#### EXERCISE INPUT ####

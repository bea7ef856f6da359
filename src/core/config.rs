use once_cell::sync::Lazy;
use std::env;
use std::time::Duration;

/// Configuration constants for the bot
///
/// Every value is read once from the environment on first access. `main`
/// loads `.env` through `dotenvy` before touching any of these.
fn non_empty_var(name: &str) -> Option<String> {
    env::var(name).ok().and_then(|value| {
        let trimmed = value.trim();
        if trimmed.is_empty() {
            None
        } else {
            Some(trimmed.to_string())
        }
    })
}

/// Bot token
/// Read from BOT_TOKEN or TELOXIDE_TOKEN environment variable
pub static BOT_TOKEN: Lazy<String> = Lazy::new(|| {
    env::var("BOT_TOKEN")
        .or_else(|_| env::var("TELOXIDE_TOKEN"))
        .unwrap_or_else(|_| String::new())
});

/// Public base URL of the deployed bot (webhook mode)
/// Read from PUBLIC_URL, falling back to RENDER_EXTERNAL_URL and K_SERVICE_URL
pub static PUBLIC_URL: Lazy<Option<String>> = Lazy::new(|| {
    non_empty_var("PUBLIC_URL")
        .or_else(|| non_empty_var("RENDER_EXTERNAL_URL"))
        .or_else(|| non_empty_var("K_SERVICE_URL"))
        .map(|url| url.trim_end_matches('/').to_string())
});

/// HTTP port for the webhook server
/// Read from PORT environment variable
/// Default: 5000
pub static PORT: Lazy<u16> = Lazy::new(|| {
    env::var("PORT")
        .ok()
        .and_then(|raw| raw.trim().parse().ok())
        .unwrap_or(5000)
});

/// Custom Bot API server URL (local telegram-bot-api)
pub static BOT_API_URL: Lazy<Option<String>> = Lazy::new(|| non_empty_var("BOT_API_URL"));

/// Channel users must join before using the bot (`@name` or numeric id)
/// Unset or empty disables the subscription gate
pub static FORCE_SUB_CHANNEL: Lazy<Option<String>> = Lazy::new(|| non_empty_var("FORCE_SUB_CHANNEL"));

/// Owner user id (for /users and /broadcast)
/// 0 means no owner is configured
pub static OWNER_ID: Lazy<i64> = Lazy::new(|| {
    env::var("OWNER_ID")
        .ok()
        .and_then(|raw| raw.trim().parse().ok())
        .unwrap_or(0)
});

/// Database file path
/// Read from DATABASE_PATH environment variable
/// Default: database.sqlite
pub static DATABASE_PATH: Lazy<String> =
    Lazy::new(|| env::var("DATABASE_PATH").unwrap_or_else(|_| "database.sqlite".to_string()));

/// Directory for downloaded images awaiting upload
/// Read from DOWNLOADS_DIR environment variable
/// Default: downloads
pub static DOWNLOADS_DIR: Lazy<String> =
    Lazy::new(|| env::var("DOWNLOADS_DIR").unwrap_or_else(|_| "downloads".to_string()));

/// Log file path
/// Read from LOG_FILE_PATH environment variable
/// Default: app.log
pub static LOG_FILE_PATH: Lazy<String> =
    Lazy::new(|| env::var("LOG_FILE_PATH").unwrap_or_else(|_| "app.log".to_string()));

/// Log level (error, warn, info, debug, trace)
/// Read from LOG_LEVEL environment variable
/// Default: info
pub static LOG_LEVEL: Lazy<String> =
    Lazy::new(|| env::var("LOG_LEVEL").unwrap_or_else(|_| "info".to_string()));

/// Image host credentials
pub mod hosts {
    use once_cell::sync::Lazy;
    use secrecy::SecretString;

    /// ImgBB API key
    /// The ImgBB destination is only offered when this is set
    pub static IMGBB_API_KEY: Lazy<Option<SecretString>> =
        Lazy::new(|| super::non_empty_var("IMGBB_API_KEY").map(SecretString::from));
}

/// Asset reference lifetime configuration
pub mod assets {
    use super::Duration;
    use once_cell::sync::Lazy;
    use std::env;

    /// Default age (in seconds) after which an abandoned reference is evicted
    pub const DEFAULT_TTL_SECS: u64 = 3600;

    /// Lower bound for the sweeper interval (in seconds)
    pub const MIN_SWEEP_INTERVAL_SECS: u64 = 30;

    /// Read from ASSET_TTL_SECS environment variable; 0 disables eviction
    pub static TTL_SECS: Lazy<u64> = Lazy::new(|| {
        env::var("ASSET_TTL_SECS")
            .ok()
            .and_then(|raw| raw.trim().parse().ok())
            .unwrap_or(DEFAULT_TTL_SECS)
    });

    /// Reference time-to-live, `None` when eviction is disabled
    pub fn ttl() -> Option<Duration> {
        match *TTL_SECS {
            0 => None,
            secs => Some(Duration::from_secs(secs)),
        }
    }

    /// How often the sweeper looks for stale references
    pub fn sweep_interval(ttl: Duration) -> Duration {
        (ttl / 4).max(Duration::from_secs(MIN_SWEEP_INTERVAL_SECS))
    }
}

/// Network configuration
pub mod network {
    use super::Duration;

    /// Request timeout for HTTP requests (in seconds)
    pub const REQUEST_TIMEOUT_SECS: u64 = 120;

    /// Request timeout duration
    pub fn timeout() -> Duration {
        Duration::from_secs(REQUEST_TIMEOUT_SECS)
    }
}

/// Broadcast configuration
pub mod broadcast {
    use super::Duration;

    /// Pause between consecutive broadcast messages (in milliseconds)
    pub const SEND_DELAY_MS: u64 = 100;

    pub fn send_delay() -> Duration {
        Duration::from_millis(SEND_DELAY_MS)
    }
}

/// Dispatcher reconnection configuration
pub mod retry {
    use super::Duration;

    /// Maximum number of retries for dispatcher reconnection
    pub const MAX_DISPATCHER_RETRIES: u32 = 5;

    /// Delay between dispatcher retry attempts (in seconds)
    pub const DISPATCHER_RETRY_DELAY_SECS: u64 = 5;

    /// Dispatcher retry delay duration
    pub fn dispatcher_delay() -> Duration {
        Duration::from_secs(DISPATCHER_RETRY_DELAY_SECS)
    }
}

#[cfg(test)]
mod tests {
    use super::*;

    #[test]
    fn test_sweep_interval_is_quarter_of_ttl() {
        assert_eq!(
            assets::sweep_interval(Duration::from_secs(3600)),
            Duration::from_secs(900)
        );
    }

    #[test]
    fn test_sweep_interval_has_lower_bound() {
        assert_eq!(
            assets::sweep_interval(Duration::from_secs(10)),
            Duration::from_secs(assets::MIN_SWEEP_INTERVAL_SECS)
        );
    }
}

####

» **REQUIRED WORK**
From the line containing "Duration::from_secs(assets::MIN_SWEEP_INTERVAL_SECS)" through the end of the material, print each line exactly as it appears.

» **RESPONSE TO THE EXERCISE**
            Duration::from_secs(assets::MIN_SWEEP_INTERVAL_SECS)
        );
    }
}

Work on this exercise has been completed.